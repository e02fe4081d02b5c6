//! Evaluation table model and CSV codec

use crate::error::{EvaluationError, PipelineError};
use serde::{Deserialize, Serialize};
use std::collections::HashSet;
use std::fmt;
use std::str::FromStr;

/// Class label of the churn (positive) outcome
pub const POSITIVE_CLASS: u32 = 1;

/// Class label of the retained (negative) outcome
pub const NEGATIVE_CLASS: u32 = 0;

/// One row of an evaluation table
#[derive(Debug, Clone, PartialEq, Serialize, Deserialize)]
pub struct EvaluationRecord {
    #[serde(rename = "Class")]
    pub class_label: u32,
    #[serde(rename = "Precision")]
    pub precision: f64,
    #[serde(rename = "Recall")]
    pub recall: f64,
    #[serde(rename = "F1-Score")]
    pub f1_score: f64,
    #[serde(rename = "Support")]
    pub support: u64,
    /// Overall accuracy, repeated on every row
    #[serde(rename = "Accuracy")]
    pub accuracy: f64,
    pub algorithm: String,
    pub timestamp: String,
}

/// Per-class metrics for one trained model
#[derive(Debug, Clone, Default, PartialEq, Serialize, Deserialize)]
pub struct EvaluationTable {
    records: Vec<EvaluationRecord>,
}

impl EvaluationTable {
    /// Build a table, rejecting repeated class labels
    pub fn new(records: Vec<EvaluationRecord>) -> Result<Self, EvaluationError> {
        let mut seen = HashSet::new();
        for record in &records {
            if !seen.insert(record.class_label) {
                return Err(EvaluationError::DuplicateClass(record.class_label));
            }
        }
        Ok(Self { records })
    }

    pub fn from_csv(bytes: &[u8]) -> Result<Self, EvaluationError> {
        let mut reader = csv::ReaderBuilder::new()
            .trim(csv::Trim::All)
            .from_reader(bytes);
        let records = reader
            .deserialize()
            .collect::<Result<Vec<EvaluationRecord>, _>>()?;
        Self::new(records)
    }

    pub fn to_csv(&self) -> Result<Vec<u8>, EvaluationError> {
        let mut writer = csv::Writer::from_writer(Vec::new());
        for record in &self.records {
            writer.serialize(record)?;
        }
        writer
            .into_inner()
            .map_err(|e| EvaluationError::Csv(e.into_error().into()))
    }

    pub fn records(&self) -> &[EvaluationRecord] {
        &self.records
    }

    pub fn is_empty(&self) -> bool {
        self.records.is_empty()
    }

    pub fn record_for(&self, class_label: u32) -> Option<&EvaluationRecord> {
        self.records.iter().find(|r| r.class_label == class_label)
    }

    pub fn positive_class(&self) -> Result<&EvaluationRecord, EvaluationError> {
        self.record_for(POSITIVE_CLASS)
            .ok_or(EvaluationError::MissingClass(POSITIVE_CLASS))
    }

    pub fn accuracy(&self) -> Option<f64> {
        self.records.first().map(|r| r.accuracy)
    }

    pub fn algorithm(&self) -> Option<&str> {
        self.records.first().map(|r| r.algorithm.as_str())
    }

    pub fn timestamp(&self) -> Option<&str> {
        self.records.first().map(|r| r.timestamp.as_str())
    }
}

/// Metric compared between staged and production models
#[derive(Debug, Clone, Copy, PartialEq, Eq, Hash, Serialize, Deserialize)]
pub enum Metric {
    Accuracy,
    #[serde(rename = "F1-Score")]
    F1Score,
    Precision,
    Recall,
}

impl Metric {
    /// Checked in this order unless configured otherwise
    pub const DEFAULT_COMPARISON: [Metric; 2] = [Metric::Accuracy, Metric::F1Score];

    /// Column header used in evaluation tables
    pub fn column(&self) -> &'static str {
        match self {
            Metric::Accuracy => "Accuracy",
            Metric::F1Score => "F1-Score",
            Metric::Precision => "Precision",
            Metric::Recall => "Recall",
        }
    }

    pub fn value(&self, record: &EvaluationRecord) -> f64 {
        match self {
            Metric::Accuracy => record.accuracy,
            Metric::F1Score => record.f1_score,
            Metric::Precision => record.precision,
            Metric::Recall => record.recall,
        }
    }

    /// Parse a comma-separated metric list such as `Accuracy,F1-Score`
    pub fn parse_list(list: &str) -> Result<Vec<Metric>, PipelineError> {
        list.split(',')
            .map(str::trim)
            .filter(|s| !s.is_empty())
            .map(str::parse)
            .collect()
    }
}

impl fmt::Display for Metric {
    fn fmt(&self, f: &mut fmt::Formatter<'_>) -> fmt::Result {
        f.write_str(self.column())
    }
}

impl FromStr for Metric {
    type Err = PipelineError;

    fn from_str(s: &str) -> Result<Self, Self::Err> {
        match s.to_ascii_lowercase().replace(['-', '_', ' '], "").as_str() {
            "accuracy" => Ok(Metric::Accuracy),
            "f1score" | "f1" => Ok(Metric::F1Score),
            "precision" => Ok(Metric::Precision),
            "recall" => Ok(Metric::Recall),
            _ => Err(PipelineError::UnknownMetric(s.to_string())),
        }
    }
}

#[cfg(test)]
mod tests {
    use super::*;

    const PANDAS_CSV: &str = "\
Class,Precision,Recall,F1-Score,Support,Accuracy,algorithm,timestamp
0,0.91,0.88,0.8947,1200,0.87,logistic_regression,20250101120000
1,0.82,0.86,0.8395,800,0.87,logistic_regression,20250101120000
";

    #[test]
    fn test_parses_pandas_output() {
        let table = EvaluationTable::from_csv(PANDAS_CSV.as_bytes()).unwrap();
        assert_eq!(table.records().len(), 2);

        let positive = table.positive_class().unwrap();
        assert_eq!(positive.support, 800);
        assert_eq!(positive.f1_score, 0.8395);
        assert_eq!(table.accuracy(), Some(0.87));
        assert_eq!(table.algorithm(), Some("logistic_regression"));
        assert_eq!(table.timestamp(), Some("20250101120000"));
    }

    #[test]
    fn test_csv_header_is_stable() {
        let table = EvaluationTable::from_csv(PANDAS_CSV.as_bytes()).unwrap();
        let bytes = table.to_csv().unwrap();
        let text = String::from_utf8(bytes).unwrap();
        assert_eq!(
            text.lines().next().unwrap(),
            "Class,Precision,Recall,F1-Score,Support,Accuracy,algorithm,timestamp"
        );
        assert_eq!(EvaluationTable::from_csv(text.as_bytes()).unwrap(), table);
    }

    #[test]
    fn test_rejects_duplicate_class() {
        let csv = format!("{PANDAS_CSV}1,0.5,0.5,0.5,10,0.87,logistic_regression,20250101120000\n");
        let err = EvaluationTable::from_csv(csv.as_bytes()).unwrap_err();
        assert!(matches!(err, EvaluationError::DuplicateClass(1)));
    }

    #[test]
    fn test_missing_positive_class() {
        let csv = "Class,Precision,Recall,F1-Score,Support,Accuracy,algorithm,timestamp\n\
                   0,0.9,0.9,0.9,10,0.9,lr,1\n";
        let table = EvaluationTable::from_csv(csv.as_bytes()).unwrap();
        assert!(matches!(
            table.positive_class(),
            Err(EvaluationError::MissingClass(1))
        ));
    }

    #[test]
    fn test_rejects_non_numeric_metric() {
        let csv = "Class,Precision,Recall,F1-Score,Support,Accuracy,algorithm,timestamp\n\
                   1,high,0.9,0.9,10,0.9,lr,1\n";
        assert!(matches!(
            EvaluationTable::from_csv(csv.as_bytes()),
            Err(EvaluationError::Csv(_))
        ));
    }

    #[test]
    fn test_metric_parsing() {
        assert_eq!("Accuracy".parse::<Metric>().unwrap(), Metric::Accuracy);
        assert_eq!("F1-Score".parse::<Metric>().unwrap(), Metric::F1Score);
        assert_eq!("f1_score".parse::<Metric>().unwrap(), Metric::F1Score);
        assert!("roc_auc".parse::<Metric>().is_err());

        let list = Metric::parse_list("Accuracy, F1-Score,").unwrap();
        assert_eq!(list, Metric::DEFAULT_COMPARISON.to_vec());
    }
}
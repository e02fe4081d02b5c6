//! Customer churn pipeline library
//!
//! This crate provides the core functionality for:
//! - Artifact storage (local filesystem, Google Cloud Storage, in-memory)
//! - Training a churn classifier and staging it with its evaluation table
//! - Promoting staged models into production
//! - Scoring customers with the live production model
//! - Health checks and observability

pub mod error;
pub mod evaluation;
pub mod health;
pub mod naming;
pub mod observability;
pub mod predictor;
pub mod promotion;
pub mod settings;
pub mod store;
pub mod training;

pub use error::{EvaluationError, NamingError, PipelineError, PipelineResult, StoreError};
pub use health::{
    ComponentHealth, ComponentStatus, HealthRegistry, HealthResponse, ReadinessResponse,
};
pub use observability::{PipelineMetrics, StructuredLogger};
pub use predictor::{ChurnPrediction, ChurnPredictor, PredictionResponse};
pub use promotion::{PromotionOrchestrator, PublishOutcome, PublishReport, PublishState};
pub use settings::PipelineSettings;
pub use store::{create_store, ArtifactHandle, ArtifactStore, StoreBackend};
pub use training::{Algorithm, TrainingPipeline, TrainingReport};
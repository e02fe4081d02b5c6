//! Staged vs. production metric comparison
//!
//! Only the positive (churn) class is compared. For each metric, in order,
//! `delta = production - staged`; the comparison passes a metric when
//! `delta > 0` and stops at the first metric that does not pass.
//!
//! Note the polarity: promotion requires the *production* model to be
//! strictly better than the staged one on every metric. This mirrors the
//! behavior of the existing pipeline and is kept as-is until its owners
//! decide otherwise.

use crate::error::{PipelineError, PipelineResult};
use crate::evaluation::{EvaluationTable, Metric};
use serde::Serialize;
use tracing::{debug, info};

/// One evaluated metric
#[derive(Debug, Clone, PartialEq, Serialize)]
pub struct MetricDelta {
    pub metric: Metric,
    pub production: f64,
    pub staged: f64,
    /// `production - staged`
    pub delta: f64,
}

impl MetricDelta {
    pub fn passed(&self) -> bool {
        self.delta > 0.0
    }
}

/// Comparator verdict
#[derive(Debug, Clone, PartialEq, Serialize)]
pub struct ComparisonOutcome {
    pub promote: bool,
    pub message: String,
    /// Metrics actually evaluated; stops at the first failing one
    pub checked: Vec<MetricDelta>,
}

/// Compare positive-class metrics of the production and staged tables
///
/// Returns `MalformedTable` when either table lacks a positive-class record.
pub fn compare(
    production: &EvaluationTable,
    staged: &EvaluationTable,
    metrics: &[Metric],
) -> PipelineResult<ComparisonOutcome> {
    let prod_row = production
        .positive_class()
        .map_err(|e| PipelineError::malformed("production evaluation", e))?;
    let stage_row = staged
        .positive_class()
        .map_err(|e| PipelineError::malformed("stage evaluation", e))?;

    let mut checked = Vec::with_capacity(metrics.len());
    for metric in metrics {
        let production = metric.value(prod_row);
        let staged = metric.value(stage_row);
        let delta = MetricDelta {
            metric: *metric,
            production,
            staged,
            delta: production - staged,
        };
        let passed = delta.passed();
        debug!(
            metric = %metric,
            production = production,
            staged = staged,
            delta = delta.delta,
            passed = passed,
            "Compared metric"
        );
        checked.push(delta);

        if !passed {
            let message = format!(
                "for measure {metric}, Production model is NOT better than stage model. Not promoting the model."
            );
            info!(metric = %metric, "{}", message);
            return Ok(ComparisonOutcome {
                promote: false,
                message,
                checked,
            });
        }
        info!(metric = %metric, "for measure {}, Production model is better than stage model.", metric);
    }

    Ok(ComparisonOutcome {
        promote: true,
        message: "Production model performance is better than stage model performance.".to_string(),
        checked,
    })
}

#[cfg(test)]
mod tests {
    use super::*;
    use crate::evaluation::EvaluationRecord;

    fn table(accuracy: f64, f1: f64) -> EvaluationTable {
        let row = |class_label, f1_score| EvaluationRecord {
            class_label,
            precision: 0.75,
            recall: 0.75,
            f1_score,
            support: 100,
            accuracy,
            algorithm: "logistic_regression".to_string(),
            timestamp: "20250101000000".to_string(),
        };
        // negative-class values are extreme so any mix-up shows up in the tests
        EvaluationTable::new(vec![row(0, 0.0), row(1, f1)]).unwrap()
    }

    #[test]
    fn test_staged_better_is_not_promoted() {
        let outcome = compare(&table(0.80, 0.70), &table(0.85, 0.75), &Metric::DEFAULT_COMPARISON)
            .unwrap();
        assert!(!outcome.promote);
        assert!(outcome.message.contains("Accuracy"));
        assert!((outcome.checked[0].delta - -0.05).abs() < 1e-9);
    }

    #[test]
    fn test_equal_metric_is_not_promoted() {
        let outcome = compare(&table(0.80, 0.70), &table(0.80, 0.60), &Metric::DEFAULT_COMPARISON)
            .unwrap();
        assert!(!outcome.promote);
        assert!(outcome.message.contains("Accuracy"));
    }

    #[test]
    fn test_short_circuits_on_first_failing_metric() {
        // F1 would pass, but accuracy fails first
        let outcome = compare(&table(0.70, 0.90), &table(0.80, 0.10), &Metric::DEFAULT_COMPARISON)
            .unwrap();
        assert!(!outcome.promote);
        assert_eq!(outcome.checked.len(), 1);
        assert_eq!(outcome.checked[0].metric, Metric::Accuracy);
        assert!(!outcome.message.contains("F1-Score"));
    }

    #[test]
    fn test_second_metric_failure_is_named() {
        let outcome = compare(&table(0.90, 0.70), &table(0.80, 0.75), &Metric::DEFAULT_COMPARISON)
            .unwrap();
        assert!(!outcome.promote);
        assert_eq!(outcome.checked.len(), 2);
        assert!(outcome.checked[0].passed());
        assert!(outcome.message.contains("F1-Score"));
    }

    #[test]
    fn test_promotes_when_production_better_on_all() {
        let outcome = compare(&table(0.90, 0.80), &table(0.80, 0.70), &Metric::DEFAULT_COMPARISON)
            .unwrap();
        assert!(outcome.promote);
        assert_eq!(outcome.checked.len(), 2);
        assert!(outcome.checked.iter().all(MetricDelta::passed));
    }

    #[test]
    fn test_nan_metric_does_not_promote() {
        let outcome = compare(&table(f64::NAN, 0.80), &table(0.80, 0.70), &Metric::DEFAULT_COMPARISON)
            .unwrap();
        assert!(!outcome.promote);
    }

    #[test]
    fn test_only_positive_class_is_compared() {
        let outcome = compare(&table(0.90, 0.80), &table(0.80, 0.70), &[Metric::F1Score]).unwrap();
        assert_eq!(outcome.checked[0].production, 0.80);
        assert_eq!(outcome.checked[0].staged, 0.70);
    }

    #[test]
    fn test_missing_positive_class_is_malformed() {
        let negative_only = EvaluationTable::new(vec![table(0.9, 0.9).records()[0].clone()]).unwrap();
        let err = compare(&negative_only, &table(0.8, 0.8), &Metric::DEFAULT_COMPARISON).unwrap_err();
        assert!(matches!(err, PipelineError::MalformedTable { .. }));
    }

    #[test]
    fn test_empty_metric_list_promotes() {
        let outcome = compare(&table(0.1, 0.1), &table(0.9, 0.9), &[]).unwrap();
        assert!(outcome.promote);
        assert!(outcome.checked.is_empty());
    }
}
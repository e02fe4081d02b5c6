//! Service status command

use crate::client::{ApiClient, HealthResponse, ReadinessResponse};
use crate::output::{color_status, print_json, print_table, print_warning, OutputFormat};
use anyhow::Result;
use chrono::{DateTime, Utc};
use serde::Serialize;
use tabled::Tabled;

#[derive(Tabled)]
struct ComponentRow {
    #[tabled(rename = "Component")]
    name: String,
    #[tabled(rename = "Status")]
    status: String,
    #[tabled(rename = "Last Check")]
    last_check: String,
    #[tabled(rename = "Message")]
    message: String,
}

#[derive(Serialize)]
struct StatusOutput {
    health: HealthResponse,
    readiness: ReadinessResponse,
}

fn format_timestamp(timestamp: i64) -> String {
    DateTime::<Utc>::from_timestamp(timestamp, 0)
        .map(|t| t.format("%Y-%m-%d %H:%M:%S UTC").to_string())
        .unwrap_or_else(|| "-".to_string())
}

/// Show component health and readiness
pub async fn show_status(client: &ApiClient, format: OutputFormat) -> Result<()> {
    let health: HealthResponse = client.get_probe("healthz").await?;
    let readiness: ReadinessResponse = client.get_probe("readyz").await?;

    if let OutputFormat::Json = format {
        print_json(&StatusOutput { health, readiness });
        return Ok(());
    }

    let mut rows: Vec<ComponentRow> = health
        .components
        .iter()
        .map(|(name, component)| ComponentRow {
            name: name.clone(),
            status: color_status(&component.status),
            last_check: format_timestamp(component.last_check_timestamp),
            message: component.message.clone().unwrap_or_default(),
        })
        .collect();
    rows.sort_by(|a, b| a.name.cmp(&b.name));

    print_table(&rows);
    println!("Overall: {}", color_status(&health.status));

    if readiness.ready {
        println!("Ready:   {}", color_status("ready"));
    } else {
        println!("Ready:   {}", color_status("not_ready"));
        if let Some(reason) = &readiness.reason {
            print_warning(reason);
        }
    }

    Ok(())
}
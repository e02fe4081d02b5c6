//! Health tracking for the churn pipeline service
//!
//! Every pipeline run reports back here. A failed run degrades its component;
//! a storage fault additionally marks the store unhealthy. The next
//! successful run restores both.

use serde::{Deserialize, Serialize};
use std::collections::HashMap;
use std::sync::Arc;
use tokio::sync::RwLock;

/// Health status of a component
#[derive(Debug, Clone, Copy, PartialEq, Eq, Serialize, Deserialize)]
#[serde(rename_all = "lowercase")]
pub enum ComponentStatus {
    Healthy,
    /// Last run failed, component still serves requests
    Degraded,
    Unhealthy,
}

impl ComponentStatus {
    pub fn is_operational(&self) -> bool {
        matches!(self, ComponentStatus::Healthy | ComponentStatus::Degraded)
    }
}

#[derive(Debug, Clone, Serialize, Deserialize)]
pub struct ComponentHealth {
    pub status: ComponentStatus,
    #[serde(skip_serializing_if = "Option::is_none")]
    pub message: Option<String>,
    pub last_check_timestamp: i64,
}

impl ComponentHealth {
    fn at_now(status: ComponentStatus, message: Option<String>) -> Self {
        Self {
            status,
            message,
            last_check_timestamp: chrono::Utc::now().timestamp(),
        }
    }

    pub fn healthy() -> Self {
        Self::at_now(ComponentStatus::Healthy, None)
    }

    pub fn degraded(message: impl Into<String>) -> Self {
        Self::at_now(ComponentStatus::Degraded, Some(message.into()))
    }

    pub fn unhealthy(message: impl Into<String>) -> Self {
        Self::at_now(ComponentStatus::Unhealthy, Some(message.into()))
    }
}

/// Body of `/healthz`
#[derive(Debug, Clone, Serialize, Deserialize)]
pub struct HealthResponse {
    pub status: ComponentStatus,
    pub components: HashMap<String, ComponentHealth>,
}

impl HealthResponse {
    /// Worst status across components
    pub fn compute_status(components: &HashMap<String, ComponentHealth>) -> ComponentStatus {
        components
            .values()
            .map(|c| c.status)
            .fold(ComponentStatus::Healthy, |worst, status| match (worst, status) {
                (ComponentStatus::Unhealthy, _) | (_, ComponentStatus::Unhealthy) => {
                    ComponentStatus::Unhealthy
                }
                (ComponentStatus::Degraded, _) | (_, ComponentStatus::Degraded) => {
                    ComponentStatus::Degraded
                }
                _ => ComponentStatus::Healthy,
            })
    }
}

/// Body of `/readyz`
#[derive(Debug, Clone, Serialize, Deserialize)]
pub struct ReadinessResponse {
    pub ready: bool,
    #[serde(skip_serializing_if = "Option::is_none")]
    pub reason: Option<String>,
}

/// Component names for health tracking
pub mod components {
    pub const STORE: &str = "store";
    pub const TRAINING: &str = "training";
    pub const PUBLISHER: &str = "publisher";
    pub const PREDICTOR: &str = "predictor";

    pub const ALL: [&str; 4] = [STORE, TRAINING, PUBLISHER, PREDICTOR];
}

/// Shared component health plus the startup readiness flag
#[derive(Debug, Clone, Default)]
pub struct HealthRegistry {
    components: Arc<RwLock<HashMap<String, ComponentHealth>>>,
    ready: Arc<RwLock<bool>>,
}

impl HealthRegistry {
    pub fn new() -> Self {
        Self::default()
    }

    /// Register every pipeline component as healthy
    pub async fn register_all(&self) {
        let mut map = self.components.write().await;
        for name in components::ALL {
            map.insert(name.to_string(), ComponentHealth::healthy());
        }
    }

    pub async fn update(&self, name: &str, health: ComponentHealth) {
        self.components
            .write()
            .await
            .insert(name.to_string(), health);
    }

    pub async fn set_healthy(&self, name: &str) {
        self.update(name, ComponentHealth::healthy()).await;
    }

    pub async fn set_degraded(&self, name: &str, message: impl Into<String>) {
        self.update(name, ComponentHealth::degraded(message)).await;
    }

    pub async fn set_unhealthy(&self, name: &str, message: impl Into<String>) {
        self.update(name, ComponentHealth::unhealthy(message)).await;
    }

    /// Fold the result of a pipeline run into component health
    pub async fn record_run(&self, component: &str, failure: Option<&str>, storage_fault: bool) {
        match failure {
            None => {
                self.set_healthy(component).await;
                self.set_healthy(components::STORE).await;
            }
            Some(message) => {
                self.set_degraded(component, message).await;
                if storage_fault {
                    self.set_unhealthy(components::STORE, message).await;
                }
            }
        }
    }

    pub async fn set_ready(&self, ready: bool) {
        *self.ready.write().await = ready;
    }

    pub async fn health(&self) -> HealthResponse {
        let components = self.components.read().await.clone();
        let status = HealthResponse::compute_status(&components);
        HealthResponse { status, components }
    }

    pub async fn readiness(&self) -> ReadinessResponse {
        let reason = if !*self.ready.read().await {
            Some("Service not yet initialized")
        } else if !self.health().await.status.is_operational() {
            Some("Artifact store unhealthy")
        } else {
            None
        };
        ReadinessResponse {
            ready: reason.is_none(),
            reason: reason.map(str::to_string),
        }
    }
}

────

> _WORK TASK_
Which lines in the data above hold the word "Copy"? Return each of them.

> _RESULT OF THIS EXERCISE_
#[derive(Debug, Clone, Copy, PartialEq, Eq, Hash, Serialize, Deserialize)]
#[derive(Debug, Clone, Copy, PartialEq, Eq, Serialize, Deserialize)]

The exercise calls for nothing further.